__Collection entries__.

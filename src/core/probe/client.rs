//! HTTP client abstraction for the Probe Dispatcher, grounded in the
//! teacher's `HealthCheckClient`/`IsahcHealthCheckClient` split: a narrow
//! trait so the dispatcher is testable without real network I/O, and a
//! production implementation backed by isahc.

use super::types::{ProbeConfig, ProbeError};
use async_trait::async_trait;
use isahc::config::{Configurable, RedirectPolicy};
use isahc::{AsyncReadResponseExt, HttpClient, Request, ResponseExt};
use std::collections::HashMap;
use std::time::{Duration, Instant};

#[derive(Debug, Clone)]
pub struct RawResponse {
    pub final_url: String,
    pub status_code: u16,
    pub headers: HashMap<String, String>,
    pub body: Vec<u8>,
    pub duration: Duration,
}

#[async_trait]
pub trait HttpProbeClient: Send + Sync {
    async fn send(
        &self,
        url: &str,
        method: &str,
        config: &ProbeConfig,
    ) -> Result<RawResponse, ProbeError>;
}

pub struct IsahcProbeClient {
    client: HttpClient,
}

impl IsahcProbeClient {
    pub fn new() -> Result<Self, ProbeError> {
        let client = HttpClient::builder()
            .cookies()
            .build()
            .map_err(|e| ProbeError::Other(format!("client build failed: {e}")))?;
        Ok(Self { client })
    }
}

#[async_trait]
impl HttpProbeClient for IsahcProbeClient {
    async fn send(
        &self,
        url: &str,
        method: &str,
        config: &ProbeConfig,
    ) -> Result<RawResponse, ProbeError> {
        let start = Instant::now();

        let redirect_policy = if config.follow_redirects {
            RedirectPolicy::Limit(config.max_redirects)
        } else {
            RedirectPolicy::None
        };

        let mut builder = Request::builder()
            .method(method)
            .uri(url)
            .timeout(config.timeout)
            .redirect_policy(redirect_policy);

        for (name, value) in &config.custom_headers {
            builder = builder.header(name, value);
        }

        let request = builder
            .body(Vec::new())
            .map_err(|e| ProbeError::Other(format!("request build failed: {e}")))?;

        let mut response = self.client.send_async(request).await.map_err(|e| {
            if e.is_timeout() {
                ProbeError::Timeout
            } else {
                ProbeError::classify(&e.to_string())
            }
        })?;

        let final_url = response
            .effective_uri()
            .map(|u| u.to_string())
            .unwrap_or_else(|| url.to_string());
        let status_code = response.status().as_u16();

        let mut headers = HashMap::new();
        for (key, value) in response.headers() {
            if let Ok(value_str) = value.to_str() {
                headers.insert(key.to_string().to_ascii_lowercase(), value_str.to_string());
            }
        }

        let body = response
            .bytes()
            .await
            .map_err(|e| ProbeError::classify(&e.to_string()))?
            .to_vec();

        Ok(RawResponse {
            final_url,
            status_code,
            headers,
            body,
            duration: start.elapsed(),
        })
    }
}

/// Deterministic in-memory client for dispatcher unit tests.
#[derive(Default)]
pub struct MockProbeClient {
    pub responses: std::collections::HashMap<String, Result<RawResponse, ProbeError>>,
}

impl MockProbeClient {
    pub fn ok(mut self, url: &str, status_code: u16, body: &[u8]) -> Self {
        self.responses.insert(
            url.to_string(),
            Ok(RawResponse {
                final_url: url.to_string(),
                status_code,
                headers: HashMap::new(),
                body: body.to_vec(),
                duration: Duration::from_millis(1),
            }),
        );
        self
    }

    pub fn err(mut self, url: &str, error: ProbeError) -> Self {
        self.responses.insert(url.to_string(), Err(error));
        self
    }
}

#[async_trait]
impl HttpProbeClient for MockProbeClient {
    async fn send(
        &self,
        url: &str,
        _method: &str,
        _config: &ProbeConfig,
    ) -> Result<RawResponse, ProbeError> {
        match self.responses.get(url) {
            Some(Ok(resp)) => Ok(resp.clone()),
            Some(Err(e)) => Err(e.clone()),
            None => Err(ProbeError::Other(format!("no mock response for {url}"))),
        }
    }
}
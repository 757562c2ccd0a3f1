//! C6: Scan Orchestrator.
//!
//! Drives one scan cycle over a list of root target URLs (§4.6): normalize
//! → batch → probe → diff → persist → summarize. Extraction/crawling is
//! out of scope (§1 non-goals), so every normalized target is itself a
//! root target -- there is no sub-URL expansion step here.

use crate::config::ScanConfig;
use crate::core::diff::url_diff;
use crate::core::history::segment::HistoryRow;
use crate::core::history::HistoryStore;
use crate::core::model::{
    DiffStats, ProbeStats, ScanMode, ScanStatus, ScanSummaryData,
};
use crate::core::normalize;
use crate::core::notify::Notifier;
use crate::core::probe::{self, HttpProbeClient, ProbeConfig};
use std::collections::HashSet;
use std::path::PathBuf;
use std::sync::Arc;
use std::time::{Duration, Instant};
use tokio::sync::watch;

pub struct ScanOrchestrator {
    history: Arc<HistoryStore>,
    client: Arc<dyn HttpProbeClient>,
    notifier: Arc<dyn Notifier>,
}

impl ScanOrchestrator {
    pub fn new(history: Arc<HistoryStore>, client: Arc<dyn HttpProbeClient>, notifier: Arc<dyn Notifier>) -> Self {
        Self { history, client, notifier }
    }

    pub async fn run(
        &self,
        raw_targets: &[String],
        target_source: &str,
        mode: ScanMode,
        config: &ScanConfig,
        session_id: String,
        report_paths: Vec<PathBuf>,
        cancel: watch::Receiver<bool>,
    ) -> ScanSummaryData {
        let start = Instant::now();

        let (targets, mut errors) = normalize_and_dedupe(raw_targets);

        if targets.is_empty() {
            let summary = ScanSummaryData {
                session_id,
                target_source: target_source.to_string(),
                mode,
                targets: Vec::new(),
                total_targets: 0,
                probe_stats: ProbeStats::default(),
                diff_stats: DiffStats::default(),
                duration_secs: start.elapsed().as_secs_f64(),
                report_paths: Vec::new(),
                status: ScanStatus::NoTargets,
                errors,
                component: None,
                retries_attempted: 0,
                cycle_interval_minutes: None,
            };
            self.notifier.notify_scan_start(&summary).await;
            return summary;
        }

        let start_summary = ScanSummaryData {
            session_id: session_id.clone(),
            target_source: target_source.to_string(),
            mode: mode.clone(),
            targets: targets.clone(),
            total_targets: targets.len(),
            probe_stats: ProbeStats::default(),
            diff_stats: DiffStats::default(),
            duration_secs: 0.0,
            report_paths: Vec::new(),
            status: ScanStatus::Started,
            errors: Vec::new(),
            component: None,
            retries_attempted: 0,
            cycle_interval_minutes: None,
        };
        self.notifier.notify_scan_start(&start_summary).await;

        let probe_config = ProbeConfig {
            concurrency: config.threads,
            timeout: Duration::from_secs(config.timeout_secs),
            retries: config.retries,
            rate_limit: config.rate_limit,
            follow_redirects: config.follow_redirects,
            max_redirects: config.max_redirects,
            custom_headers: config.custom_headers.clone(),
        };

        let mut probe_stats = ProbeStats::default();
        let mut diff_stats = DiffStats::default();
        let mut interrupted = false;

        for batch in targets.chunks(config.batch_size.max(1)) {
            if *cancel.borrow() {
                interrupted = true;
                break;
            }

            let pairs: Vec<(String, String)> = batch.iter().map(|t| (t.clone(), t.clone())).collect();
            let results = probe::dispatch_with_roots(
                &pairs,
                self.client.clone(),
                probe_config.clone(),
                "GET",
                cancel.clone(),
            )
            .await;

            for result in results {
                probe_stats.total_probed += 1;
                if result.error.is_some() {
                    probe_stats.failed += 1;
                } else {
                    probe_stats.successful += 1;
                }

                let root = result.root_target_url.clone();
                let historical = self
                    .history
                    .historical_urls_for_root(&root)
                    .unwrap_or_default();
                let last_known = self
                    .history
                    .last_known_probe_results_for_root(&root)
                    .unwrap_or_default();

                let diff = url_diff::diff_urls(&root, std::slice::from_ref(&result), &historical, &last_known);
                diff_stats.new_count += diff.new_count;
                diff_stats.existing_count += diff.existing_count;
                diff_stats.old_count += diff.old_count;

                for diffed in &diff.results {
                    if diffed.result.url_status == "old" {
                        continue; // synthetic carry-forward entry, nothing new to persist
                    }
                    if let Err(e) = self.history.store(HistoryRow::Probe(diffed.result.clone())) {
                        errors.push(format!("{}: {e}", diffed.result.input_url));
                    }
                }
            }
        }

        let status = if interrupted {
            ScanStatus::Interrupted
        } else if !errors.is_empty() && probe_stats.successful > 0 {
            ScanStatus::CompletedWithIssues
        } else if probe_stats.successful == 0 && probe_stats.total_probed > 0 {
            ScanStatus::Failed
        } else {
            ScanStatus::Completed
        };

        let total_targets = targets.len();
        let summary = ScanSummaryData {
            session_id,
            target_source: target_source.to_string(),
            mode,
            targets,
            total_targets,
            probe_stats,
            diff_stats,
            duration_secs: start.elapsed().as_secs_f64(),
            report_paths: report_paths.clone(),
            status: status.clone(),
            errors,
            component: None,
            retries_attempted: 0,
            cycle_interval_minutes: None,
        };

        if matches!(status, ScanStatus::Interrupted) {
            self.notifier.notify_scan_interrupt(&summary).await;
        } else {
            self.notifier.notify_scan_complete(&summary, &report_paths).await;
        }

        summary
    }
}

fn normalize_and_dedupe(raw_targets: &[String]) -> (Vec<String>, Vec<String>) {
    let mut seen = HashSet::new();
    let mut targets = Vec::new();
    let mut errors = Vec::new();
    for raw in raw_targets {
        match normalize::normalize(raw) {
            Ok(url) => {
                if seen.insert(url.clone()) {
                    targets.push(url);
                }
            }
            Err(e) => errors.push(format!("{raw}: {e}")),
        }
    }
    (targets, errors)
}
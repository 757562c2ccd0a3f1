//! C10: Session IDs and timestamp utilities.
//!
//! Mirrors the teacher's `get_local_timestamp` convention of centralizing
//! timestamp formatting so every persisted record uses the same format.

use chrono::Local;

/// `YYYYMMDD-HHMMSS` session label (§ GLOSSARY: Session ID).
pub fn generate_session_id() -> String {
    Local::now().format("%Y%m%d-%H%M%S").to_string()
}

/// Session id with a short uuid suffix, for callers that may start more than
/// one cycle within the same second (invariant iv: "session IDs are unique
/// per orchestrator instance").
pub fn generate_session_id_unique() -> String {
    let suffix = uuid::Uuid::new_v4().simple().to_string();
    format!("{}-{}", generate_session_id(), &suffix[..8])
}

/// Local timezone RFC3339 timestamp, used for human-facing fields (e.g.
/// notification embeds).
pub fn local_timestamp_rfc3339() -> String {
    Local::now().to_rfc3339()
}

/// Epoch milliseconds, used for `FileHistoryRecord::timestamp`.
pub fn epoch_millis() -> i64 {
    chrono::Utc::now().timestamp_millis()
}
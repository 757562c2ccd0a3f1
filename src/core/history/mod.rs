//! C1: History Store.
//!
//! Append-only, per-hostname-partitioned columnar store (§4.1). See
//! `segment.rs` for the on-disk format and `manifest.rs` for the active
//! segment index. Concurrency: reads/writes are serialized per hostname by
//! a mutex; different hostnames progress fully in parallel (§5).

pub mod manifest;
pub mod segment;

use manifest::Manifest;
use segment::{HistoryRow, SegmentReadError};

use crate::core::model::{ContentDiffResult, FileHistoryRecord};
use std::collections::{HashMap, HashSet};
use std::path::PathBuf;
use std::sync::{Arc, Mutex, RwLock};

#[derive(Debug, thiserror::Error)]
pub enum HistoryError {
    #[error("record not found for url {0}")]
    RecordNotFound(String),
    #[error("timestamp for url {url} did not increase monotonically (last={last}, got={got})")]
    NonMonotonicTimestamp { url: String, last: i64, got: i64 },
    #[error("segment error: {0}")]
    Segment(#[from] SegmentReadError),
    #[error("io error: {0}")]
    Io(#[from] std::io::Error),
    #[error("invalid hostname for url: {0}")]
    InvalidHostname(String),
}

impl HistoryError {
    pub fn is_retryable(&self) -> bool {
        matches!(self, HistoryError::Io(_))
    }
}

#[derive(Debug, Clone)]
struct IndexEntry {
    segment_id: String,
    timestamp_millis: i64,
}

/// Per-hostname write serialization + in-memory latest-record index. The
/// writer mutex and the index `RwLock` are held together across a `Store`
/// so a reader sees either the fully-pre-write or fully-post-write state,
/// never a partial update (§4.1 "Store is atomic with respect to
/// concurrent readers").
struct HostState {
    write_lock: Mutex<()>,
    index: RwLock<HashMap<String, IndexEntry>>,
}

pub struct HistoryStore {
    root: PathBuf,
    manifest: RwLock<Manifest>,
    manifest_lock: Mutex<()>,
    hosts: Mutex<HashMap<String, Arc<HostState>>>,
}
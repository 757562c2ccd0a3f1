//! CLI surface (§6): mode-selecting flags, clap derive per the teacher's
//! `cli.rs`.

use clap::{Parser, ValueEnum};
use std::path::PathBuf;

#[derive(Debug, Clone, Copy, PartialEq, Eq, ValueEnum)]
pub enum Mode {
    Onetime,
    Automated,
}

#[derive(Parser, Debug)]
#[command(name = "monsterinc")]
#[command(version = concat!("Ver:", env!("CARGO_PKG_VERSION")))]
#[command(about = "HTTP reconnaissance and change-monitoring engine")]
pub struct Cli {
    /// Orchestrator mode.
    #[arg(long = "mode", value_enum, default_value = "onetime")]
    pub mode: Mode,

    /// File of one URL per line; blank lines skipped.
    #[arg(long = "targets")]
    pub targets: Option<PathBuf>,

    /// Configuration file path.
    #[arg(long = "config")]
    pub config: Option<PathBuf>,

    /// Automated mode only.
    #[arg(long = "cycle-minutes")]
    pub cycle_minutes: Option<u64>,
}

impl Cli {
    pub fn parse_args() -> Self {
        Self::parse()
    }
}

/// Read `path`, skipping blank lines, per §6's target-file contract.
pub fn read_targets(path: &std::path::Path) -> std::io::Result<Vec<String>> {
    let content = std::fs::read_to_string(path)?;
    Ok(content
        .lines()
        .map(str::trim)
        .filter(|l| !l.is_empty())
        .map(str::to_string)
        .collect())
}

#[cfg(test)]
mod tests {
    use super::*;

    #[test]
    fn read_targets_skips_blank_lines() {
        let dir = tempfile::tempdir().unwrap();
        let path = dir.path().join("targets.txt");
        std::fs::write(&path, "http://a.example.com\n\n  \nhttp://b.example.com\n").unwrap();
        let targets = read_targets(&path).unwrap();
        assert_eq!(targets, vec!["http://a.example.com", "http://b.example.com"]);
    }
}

__Your assignment__. Go through the records and pull out each line that includes the word "HashSet".

__Result__.
use std::collections::HashSet;
    let mut seen = HashSet::new();
use std::collections::{HashMap, HashSet};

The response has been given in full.